The year before I went to Russia, I was in a caving accident and fell 30 feet where I had to take 7 weeks off from work. God used this accident to show me I had to change some things about my life and I was living my life without purpose. It was a difficult time in my life and I had my first experience with depression. I prayed so diligently for the Lord to free me from my suffering. I wanted to know what He was trying to teach me. I realized I had been living a life without knowing what the love of Christ was all about. My joy was not complete. My joy was not existent. Just as quickly as I asked, Jesus quickly overwhelmed me with His love. I experienced Him in a way I never thought possible, no longer would I question the passion others had for Jesus, for I couldn't help but be passionate about Him. Jesus had answered my prayers and I was able to truly rest in Him.

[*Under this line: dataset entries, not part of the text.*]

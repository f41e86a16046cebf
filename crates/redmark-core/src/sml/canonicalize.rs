//! Workbook canonicalization: walks the package, expands shared strings
//! and style indices, and produces position-indexed signatures for the
//! diff engine.

use super::document::SmlDocument;
use super::settings::SmlComparerSettings;
use super::signatures::{
    CellSignature, CommentSignature, ConditionalFormatSignature, DataValidationSignature,
    HyperlinkSignature, WorkbookSignature, WorksheetSignature,
};
use super::styles::Stylesheet;
use crate::cancel::CancelToken;
use crate::error::{RedmarkError, Result};
use crate::hash::sha256_hex_str;
use crate::package::OpcPackage;
use crate::util::cell_ref::{make_a1, parse_a1};
use crate::xml::namespaces::{r, rel_type, s};
use crate::xml::{builder, XmlTree};
use indextree::NodeId;
use std::collections::BTreeMap;

pub struct SmlCanonicalizer;

impl SmlCanonicalizer {
    pub fn canonicalize(
        document: &SmlDocument,
        settings: &SmlComparerSettings,
        cancel: &CancelToken,
        warnings: &mut Vec<String>,
    ) -> Result<WorkbookSignature> {
        let package = document.package();
        let workbook_uri = document.workbook_uri();
        let workbook = package.xml_part(&workbook_uri)?;
        let workbook_root = workbook
            .root()
            .ok_or_else(|| RedmarkError::malformed("empty workbook part"))?;

        let shared_strings = load_shared_strings(package, &workbook_uri)?;
        let styles = load_stylesheet(package, &workbook_uri)?;

        let mut signature = WorkbookSignature::default();

        if let Some(defined_names) = workbook.find_descendant(workbook_root, &s::defined_names()) {
            for defined in workbook.find_children(defined_names, &s::defined_name()) {
                if let Some(name) = workbook.attr_local(defined, "name") {
                    signature
                        .defined_names
                        .insert(name.to_string(), workbook.text_content(defined));
                }
            }
        }

        let Some(sheets) = workbook.find_descendant(workbook_root, &s::sheets()) else {
            return Ok(signature);
        };

        for sheet in workbook.find_children(sheets, &s::sheet()) {
            cancel.check()?;
            let Some(name) = workbook.attr_local(sheet, "name") else {
                continue;
            };
            let Some(r_id) = workbook.attr(sheet, &r::id()) else {
                continue;
            };
            let part_uri = match package.resolve_relationship(&workbook_uri, r_id) {
                Ok(uri) => uri,
                Err(_) => {
                    // Broken sheet reference: recover by skipping the
                    // sheet, surfacing a warning on the change set.
                    warnings.push(format!(
                        "sheet '{name}' references missing relationship '{r_id}'"
                    ));
                    continue;
                }
            };
            let sheet_signature = canonicalize_sheet(
                package,
                &part_uri,
                name,
                &shared_strings,
                &styles,
                settings,
            )?;
            signature.sheets.push(sheet_signature);
        }

        Ok(signature)
    }
}

fn load_shared_strings(package: &OpcPackage, workbook_uri: &str) -> Result<Vec<String>> {
    let uri = match package.relationship_of_type(workbook_uri, rel_type::SHARED_STRINGS) {
        Some(rel) => crate::package::uri::resolve(workbook_uri, &rel.target),
        None => "xl/sharedStrings.xml".to_string(),
    };
    let Some(tree) = package.try_xml_part(&uri)? else {
        return Ok(Vec::new());
    };
    let Some(root) = tree.root() else {
        return Ok(Vec::new());
    };

    // Each <si> expands to one string; rich-text runs concatenate.
    Ok(tree
        .find_children(root, &s::si())
        .into_iter()
        .map(|si| shared_string_text(&tree, si))
        .collect())
}

fn shared_string_text(tree: &XmlTree, si: NodeId) -> String {
    let mut text = String::new();
    for child in tree.child_elements(si) {
        let Some(name) = tree.name(child) else { continue };
        if name == &s::t() {
            text.push_str(&tree.direct_text(child));
        } else if name == &s::r() {
            if let Some(t) = tree.find_child(child, &s::t()) {
                text.push_str(&tree.direct_text(t));
            }
        }
    }
    text
}

fn load_stylesheet(package: &OpcPackage, workbook_uri: &str) -> Result<Stylesheet> {
    let uri = match package.relationship_of_type(workbook_uri, rel_type::STYLES) {
        Some(rel) => crate::package::uri::resolve(workbook_uri, &rel.target),
        None => "xl/styles.xml".to_string(),
    };
    match package.try_xml_part(&uri)? {
        Some(tree) => Ok(Stylesheet::parse(&tree)),
        None => Ok(Stylesheet::default()),
    }
}

fn canonicalize_sheet(
    package: &OpcPackage,
    part_uri: &str,
    name: &str,
    shared_strings: &[String],
    styles: &Stylesheet,
    settings: &SmlComparerSettings,
) -> Result<WorksheetSignature> {
    let tree = package.xml_part(part_uri)?;
    let root = tree
        .root()
        .ok_or_else(|| RedmarkError::malformed(format!("empty worksheet part '{part_uri}'")))?;

    let mut sheet = WorksheetSignature::new(name, part_uri);

    if let Some(sheet_data) = tree.find_child(root, &s::sheet_data()) {
        for (row_position, row) in tree.find_children(sheet_data, &s::row()).into_iter().enumerate()
        {
            let row_number = tree
                .attr_u32(row, "r")
                .unwrap_or(row_position as u32 + 1);
            let mut column_position = 0u32;
            for c in tree.find_children(row, &s::c()) {
                column_position += 1;
                let address = match tree.attr_local(c, "r") {
                    Some(a) => a.to_string(),
                    None => make_a1(row_number, column_position),
                };
                let Some((row_n, col_n)) = parse_a1(&address) else {
                    continue;
                };
                column_position = col_n;

                let cell = read_cell(&tree, c, &address, row_n, col_n, shared_strings, styles);
                if cell.is_empty() && cell.format == styles.resolve(usize::MAX) {
                    continue;
                }
                sheet.populated_rows.insert(row_n);
                sheet.populated_columns.insert(col_n);
                sheet.cells.insert(address, cell);
            }
        }
    }

    compute_row_and_column_hashes(&mut sheet);

    if let Some(merge_cells) = tree.find_child(root, &s::merge_cells()) {
        for merge in tree.find_children(merge_cells, &s::merge_cell()) {
            if let Some(range) = tree.attr_local(merge, "ref") {
                sheet.merged_ranges.insert(range.to_string());
            }
        }
    }

    if settings.compare_hyperlinks {
        if let Some(hyperlinks) = tree.find_child(root, &s::hyperlinks()) {
            for link in tree.find_children(hyperlinks, &s::hyperlink()) {
                let Some(address) = tree.attr_local(link, "ref") else {
                    continue;
                };
                let target = match tree.attr(link, &r::id()) {
                    Some(r_id) => package
                        .relationship_by_id(part_uri, r_id)
                        .map(|rel| rel.target.clone())
                        .unwrap_or_default(),
                    None => tree.attr_local(link, "location").unwrap_or("").to_string(),
                };
                sheet.hyperlinks.insert(
                    address.to_string(),
                    HyperlinkSignature {
                        address: address.to_string(),
                        target,
                        display: tree.attr_local(link, "display").map(str::to_string),
                    },
                );
            }
        }
    }

    if settings.compare_data_validations {
        if let Some(validations) = tree.find_child(root, &s::data_validations()) {
            for validation in tree.find_children(validations, &s::data_validation()) {
                sheet.data_validations.push(DataValidationSignature {
                    range: tree.attr_local(validation, "sqref").unwrap_or("").to_string(),
                    validation_type: tree
                        .attr_local(validation, "type")
                        .unwrap_or("none")
                        .to_string(),
                    operator: tree.attr_local(validation, "operator").map(str::to_string),
                    formula1: tree
                        .find_child(validation, &s::formula1())
                        .map(|f| tree.text_content(f)),
                    formula2: tree
                        .find_child(validation, &s::formula2())
                        .map(|f| tree.text_content(f)),
                });
            }
        }
    }

    if settings.compare_conditional_formatting {
        for cf in tree.find_children(root, &s::conditional_formatting()) {
            let range = tree.attr_local(cf, "sqref").unwrap_or("").to_string();
            let mut rules = String::new();
            for rule in tree.find_children(cf, &s::cf_rule()) {
                if let Ok(fragment) = builder::serialize_fragment(&tree, rule) {
                    rules.push_str(&fragment);
                }
            }
            sheet.conditional_formats.push(ConditionalFormatSignature {
                range,
                rules_hash: sha256_hex_str(&rules),
            });
        }
    }

    if settings.compare_comments {
        load_comments(package, part_uri, &mut sheet)?;
    }

    Ok(sheet)
}

fn read_cell(
    tree: &XmlTree,
    c: NodeId,
    address: &str,
    row: u32,
    column: u32,
    shared_strings: &[String],
    styles: &Stylesheet,
) -> CellSignature {
    let cell_type = tree.attr_local(c, "t").unwrap_or("n");
    let raw_value = tree
        .find_child(c, &s::v())
        .map(|v| tree.direct_text(v));
    let formula = tree
        .find_child(c, &s::f())
        .map(|f| {
            let body = tree.text_content(f);
            if body.is_empty() {
                body
            } else {
                format!("={body}")
            }
        })
        .filter(|f| !f.is_empty());

    let value = match cell_type {
        "s" => raw_value
            .as_deref()
            .and_then(|v| v.parse::<usize>().ok())
            .and_then(|idx| shared_strings.get(idx))
            .cloned(),
        "inlineStr" => tree
            .find_child(c, &s::is_())
            .map(|is| tree.text_content(is)),
        _ => raw_value,
    };

    let style_index = tree.attr_u32(c, "s").map(|i| i as usize);
    let format = match style_index {
        Some(index) => styles.resolve(index),
        None => styles.resolve(usize::MAX),
    };

    CellSignature {
        address: address.to_string(),
        row,
        column,
        content_hash: CellSignature::content_hash_for(value.as_deref(), formula.as_deref()),
        value,
        formula,
        format,
    }
}

/// Row and column content hashes: the hash of the joined cell content
/// hashes within that row/column, in position order.
fn compute_row_and_column_hashes(sheet: &mut WorksheetSignature) {
    let mut row_parts: BTreeMap<u32, Vec<(u32, &str)>> = BTreeMap::new();
    let mut column_parts: BTreeMap<u32, Vec<(u32, &str)>> = BTreeMap::new();
    for cell in sheet.cells.values() {
        row_parts
            .entry(cell.row)
            .or_default()
            .push((cell.column, &cell.content_hash));
        column_parts
            .entry(cell.column)
            .or_default()
            .push((cell.row, &cell.content_hash));
    }

    let join = |parts: &mut Vec<(u32, &str)>| {
        parts.sort();
        let joined: Vec<&str> = parts.iter().map(|(_, h)| *h).collect();
        sha256_hex_str(&joined.join("|"))
    };

    let row_hashes: BTreeMap<u32, String> = row_parts
        .into_iter()
        .map(|(row, mut parts)| (row, join(&mut parts)))
        .collect();
    let column_hashes: BTreeMap<u32, String> = column_parts
        .into_iter()
        .map(|(col, mut parts)| (col, join(&mut parts)))
        .collect();

    sheet.row_hashes = row_hashes;
    sheet.column_hashes = column_hashes;
}

fn load_comments(
    package: &OpcPackage,
    part_uri: &str,
    sheet: &mut WorksheetSignature,
) -> Result<()> {
    let Some(rel) = package.relationship_of_type(part_uri, rel_type::COMMENTS) else {
        return Ok(());
    };
    let comments_uri = crate::package::uri::resolve(part_uri, &rel.target);
    let Some(tree) = package.try_xml_part(&comments_uri)? else {
        return Ok(());
    };
    let Some(root) = tree.root() else {
        return Ok(());
    };

    let authors: Vec<String> = tree
        .find_child(root, &s::authors())
        .map(|authors| {
            tree.find_children(authors, &s::author())
                .into_iter()
                .map(|a| tree.direct_text(a))
                .collect()
        })
        .unwrap_or_default();

    if let Some(list) = tree.find_child(root, &s::comment_list()) {
        for comment in tree.find_children(list, &s::comment()) {
            let Some(address) = tree.attr_local(comment, "ref") else {
                continue;
            };
            let author = tree
                .attr_u32(comment, "authorId")
                .and_then(|id| authors.get(id as usize))
                .cloned()
                .unwrap_or_default();
            let text = tree
                .find_child(comment, &s::text())
                .map(|t| tree.text_content(t))
                .unwrap_or_default();
            sheet.comments.insert(
                address.to_string(),
                CommentSignature {
                    address: address.to_string(),
                    author,
                    text,
                },
            );
        }
    }

    Ok(())
}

Of course, I am human and many times I have allowed Satan to come in and take away some of my joy. I was challenged in a relationship where I felt God was priority(I was wrong) and that same year the death of my mamaw, my confidant, lost to Alzheimer's 3 days before my 30th birthday. I learned what it was to grieve and the stages of grief. These particular circumstances were all new. While I clung to Jesus in these desperate moments, I struggled to understand my place. My best friend, Teyerra, who God provided 4 years prior, was the best of blessings and she gently put me in my place and told me to basically shape up and act like I am a child of the King. I was back on the narrow road and remembered the JOY of Jesus and haven't turned back since.